■ **Task description**: Your result should be every line of the records below that contains the word "confirmation".
(Dataset entries Opens)
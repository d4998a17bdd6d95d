//! Create a work package from a screenshot
//!
//! The image (a file or the clipboard contents) is captioned by a local
//! Ollama vision model, the answer is parsed into a title/description pair,
//! and after confirmation a work package is created from it.

use std::io::Write;
use std::path::PathBuf;

use colored::Colorize;
use serde::{Deserialize, Serialize};

use crate::config::Config;
use crate::prelude::{eprintln, println, *};
use crate::{clipboard, ollama, openproject, ui};

/// Options for creating a work package from an image
#[derive(Debug, clap::Args, Serialize, Deserialize, Clone)]
pub struct FromImageOptions {
    /// Path to the screenshot to analyze
    pub image: Option<PathBuf>,

    /// Read the image from the system clipboard instead of a file
    #[arg(long, short = 'c')]
    pub clipboard: bool,

    /// Ollama model used for the analysis
    #[arg(long, short = 'm', env = "OPCLI_VISION_MODEL", default_value = "llava")]
    pub model: String,

    /// Create without asking for confirmation
    #[arg(long, short = 'y')]
    pub yes: bool,
}

fn confirm(prompt: &str) -> Result<bool> {
    print!("{} [Y/n]: ", prompt.purple().bold());
    std::io::stdout().flush().ok();

    let mut answer = String::new();
    std::io::stdin()
        .read_line(&mut answer)
        .map_err(|e| eyre!("failed to read from stdin: {}", e))?;

    let answer = answer.trim().to_lowercase();
    Ok(answer.is_empty() || matches!(answer.as_str(), "y" | "yes" | "s" | "sim"))
}

/// Handle the create-from-image command
pub async fn handler(options: FromImageOptions) -> Result<()> {
    let (image_path, from_clipboard) = if options.clipboard {
        let spinner = ui::spinner("Reading image from the clipboard...");
        let path = clipboard::image_from_clipboard().await;
        spinner.finish_and_clear();
        (path?, true)
    } else {
        let path = options
            .image
            .clone()
            .ok_or_eyre("provide an image path or use --clipboard")?;
        if !path.exists() {
            return Err(eyre!("file not found: {}", path.display()));
        }
        (path, false)
    };

    // Fail on configuration problems before spending two minutes on the
    // model call.
    let config = Config::load()?;

    let model = ollama::Client::new(&options.model)?;

    let spinner = ui::spinner("Analyzing the screenshot...");
    let analysis = model.analyze_screenshot(&image_path).await;
    spinner.finish_and_clear();

    if from_clipboard {
        clipboard::cleanup(&image_path).await;
    }

    let analysis = match analysis {
        Ok(analysis) => analysis,
        Err(e) => {
            eprintln!("{}", "Could not analyze the image.".red());
            eprintln!("Check that Ollama is running: ollama serve");
            eprintln!("And that the model is installed: ollama pull {}", options.model);
            return Err(e);
        }
    };

    std::println!("\n{} {}", "Title:".bright_black(), analysis.title.bold());
    std::println!("{}", "Description:".bright_black());
    std::println!("{}\n", analysis.description);

    if !options.yes && !confirm("Create work package?")? {
        println!("Aborted.");
        return Ok(());
    }

    let client = openproject::Client::new(&config)?;

    let spinner = ui::spinner("Creating work package...");
    let created = client
        .create_work_package(&analysis.title, &analysis.description, None)
        .await;
    spinner.finish_and_clear();
    let created = created?;

    std::println!(
        "\n{}\n",
        format!("Created work package #{}: {}", created.id, created.subject)
            .green()
            .bold()
    );

    Ok(())
}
(Dataset entries Closes)
■ **Written answer**:
//! and after confirmation a work package is created from it.
    /// Create without asking for confirmation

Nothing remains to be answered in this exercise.